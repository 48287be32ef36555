//! Postgres implementation of OrderRepository.

use async_trait::async_trait;
use bigdecimal::BigDecimal;
use chrono::{DateTime, Utc};
use sqlx::PgPool;

use crate::domain::{NewStatusLog, Order, OrderStatus, OrderStatusLog, PaymentDetails};
use crate::ports::{OrderRepository, RepositoryError, RepositoryResult};

pub(crate) const ORDER_COLUMNS: &str = "id, user_id, subtotal, discount_amount, shipping_fee, total, \
     discount_code, status, payment_method, shipping_name, shipping_phone, shipping_address, note, \
     transaction_no, bank_code, card_type, pay_date, response_code, response_message, \
     created_at, updated_at, paid_at";

/// Postgres-backed order repository.
#[derive(Clone)]
pub struct PostgresOrderRepository {
    pool: PgPool,
}

impl PostgresOrderRepository {
    pub fn new(pool: PgPool) -> Self {
        Self { pool }
    }
}

#[async_trait]
impl OrderRepository for PostgresOrderRepository {
    async fn get_by_id(&self, id: i64) -> RepositoryResult<Order> {
        let row = sqlx::query_as::<_, OrderRow>(&format!(
            "SELECT {} FROM orders WHERE id = $1",
            ORDER_COLUMNS
        ))
        .bind(id)
        .fetch_optional(&self.pool)
        .await?;

        row.ok_or_else(|| RepositoryError::NotFound(format!("order {}", id)))?
            .into_domain()
    }

    async fn compare_and_set_status(
        &self,
        id: i64,
        from: OrderStatus,
        to: OrderStatus,
    ) -> RepositoryResult<Option<Order>> {
        let row = sqlx::query_as::<_, OrderRow>(&format!(
            "UPDATE orders SET status = $1, updated_at = NOW()
             WHERE id = $2 AND status = $3
             RETURNING {}",
            ORDER_COLUMNS
        ))
        .bind(to.as_str())
        .bind(id)
        .bind(from.as_str())
        .fetch_optional(&self.pool)
        .await?;

        row.map(OrderRow::into_domain).transpose()
    }

    async fn mark_paid(
        &self,
        id: i64,
        expected: &[OrderStatus],
        details: &PaymentDetails,
    ) -> RepositoryResult<Option<Order>> {
        let expected: Vec<String> = expected.iter().map(|s| s.as_str().to_string()).collect();

        let row = sqlx::query_as::<_, OrderRow>(&format!(
            "UPDATE orders SET
                status = $1,
                transaction_no = $2,
                bank_code = $3,
                card_type = $4,
                pay_date = $5,
                response_code = $6,
                response_message = $7,
                paid_at = NOW(),
                updated_at = NOW()
             WHERE id = $8 AND status = ANY($9)
             RETURNING {}",
            ORDER_COLUMNS
        ))
        .bind(OrderStatus::Paid.as_str())
        .bind(&details.transaction_no)
        .bind(&details.bank_code)
        .bind(&details.card_type)
        .bind(&details.pay_date)
        .bind(&details.response_code)
        .bind(&details.response_message)
        .bind(id)
        .bind(&expected)
        .fetch_optional(&self.pool)
        .await?;

        row.map(OrderRow::into_domain).transpose()
    }

    async fn record_payment_response(
        &self,
        id: i64,
        details: &PaymentDetails,
    ) -> RepositoryResult<Order> {
        let row = sqlx::query_as::<_, OrderRow>(&format!(
            "UPDATE orders SET
                transaction_no = COALESCE($1, transaction_no),
                bank_code = COALESCE($2, bank_code),
                card_type = COALESCE($3, card_type),
                pay_date = COALESCE($4, pay_date),
                response_code = $5,
                response_message = $6,
                updated_at = NOW()
             WHERE id = $7 AND status <> $8
             RETURNING {}",
            ORDER_COLUMNS
        ))
        .bind(&details.transaction_no)
        .bind(&details.bank_code)
        .bind(&details.card_type)
        .bind(&details.pay_date)
        .bind(&details.response_code)
        .bind(&details.response_message)
        .bind(id)
        .bind(OrderStatus::Paid.as_str())
        .fetch_optional(&self.pool)
        .await?;

        match row {
            Some(row) => row.into_domain(),
            // Either missing or already paid; paid orders are left untouched.
            None => self.get_by_id(id).await,
        }
    }

    async fn append_status_log(&self, entry: &NewStatusLog) -> RepositoryResult<OrderStatusLog> {
        let row = sqlx::query_as::<_, StatusLogRow>(
            r#"
            INSERT INTO order_status_logs (order_id, status, reason, changed_by)
            VALUES ($1, $2, $3, $4)
            RETURNING id, order_id, status, reason, changed_by, created_at
            "#,
        )
        .bind(entry.order_id)
        .bind(entry.status.as_str())
        .bind(&entry.reason)
        .bind(entry.changed_by)
        .fetch_one(&self.pool)
        .await?;

        row.into_domain()
    }

    async fn status_logs(&self, order_id: i64) -> RepositoryResult<Vec<OrderStatusLog>> {
        let rows = sqlx::query_as::<_, StatusLogRow>(
            "SELECT id, order_id, status, reason, changed_by, created_at
             FROM order_status_logs WHERE order_id = $1 ORDER BY id ASC",
        )
        .bind(order_id)
        .fetch_all(&self.pool)
        .await?;

        rows.into_iter().map(StatusLogRow::into_domain).collect()
    }
}

fn parse_status(raw: &str) -> RepositoryResult<OrderStatus> {
    raw.parse::<OrderStatus>()
        .map_err(|e| RepositoryError::Other(format!("corrupt order status in storage: {}", e)))
}

/// Row type for SQLx. Shared with the checkout and listing queries.
#[derive(Debug, sqlx::FromRow)]
pub(crate) struct OrderRow {
    id: i64,
    user_id: Option<i64>,
    subtotal: BigDecimal,
    discount_amount: BigDecimal,
    shipping_fee: BigDecimal,
    total: BigDecimal,
    discount_code: Option<String>,
    status: String,
    payment_method: String,
    shipping_name: String,
    shipping_phone: String,
    shipping_address: String,
    note: Option<String>,
    transaction_no: Option<String>,
    bank_code: Option<String>,
    card_type: Option<String>,
    pay_date: Option<String>,
    response_code: Option<String>,
    response_message: Option<String>,
    created_at: DateTime<Utc>,
    updated_at: DateTime<Utc>,
    paid_at: Option<DateTime<Utc>>,
}

impl OrderRow {
    pub(crate) fn into_domain(self) -> RepositoryResult<Order> {
        Ok(Order {
            id: self.id,
            user_id: self.user_id,
            subtotal: self.subtotal,
            discount_amount: self.discount_amount,
            shipping_fee: self.shipping_fee,
            total: self.total,
            discount_code: self.discount_code,
            status: parse_status(&self.status)?,
            payment_method: self.payment_method,
            shipping_name: self.shipping_name,
            shipping_phone: self.shipping_phone,
            shipping_address: self.shipping_address,
            note: self.note,
            transaction_no: self.transaction_no,
            bank_code: self.bank_code,
            card_type: self.card_type,
            pay_date: self.pay_date,
            response_code: self.response_code,
            response_message: self.response_message,
            created_at: self.created_at,
            updated_at: self.updated_at,
            paid_at: self.paid_at,
        })
    }
}

#[derive(Debug, sqlx::FromRow)]
struct StatusLogRow {
    id: i64,
    order_id: i64,
    status: String,
    reason: String,
    changed_by: Option<i64>,
    created_at: DateTime<Utc>,
}

impl StatusLogRow {
    fn into_domain(self) -> RepositoryResult<OrderStatusLog> {
        Ok(OrderStatusLog {
            id: self.id,
            order_id: self.order_id,
            status: parse_status(&self.status)?,
            reason: self.reason,
            changed_by: self.changed_by,
            created_at: self.created_at,
        })
    }
}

+ + + + + + +

• _What you will do_
Count how many lines in the records above hold the word "reason", and answer with that number alone.

• _Solution for this problem_
6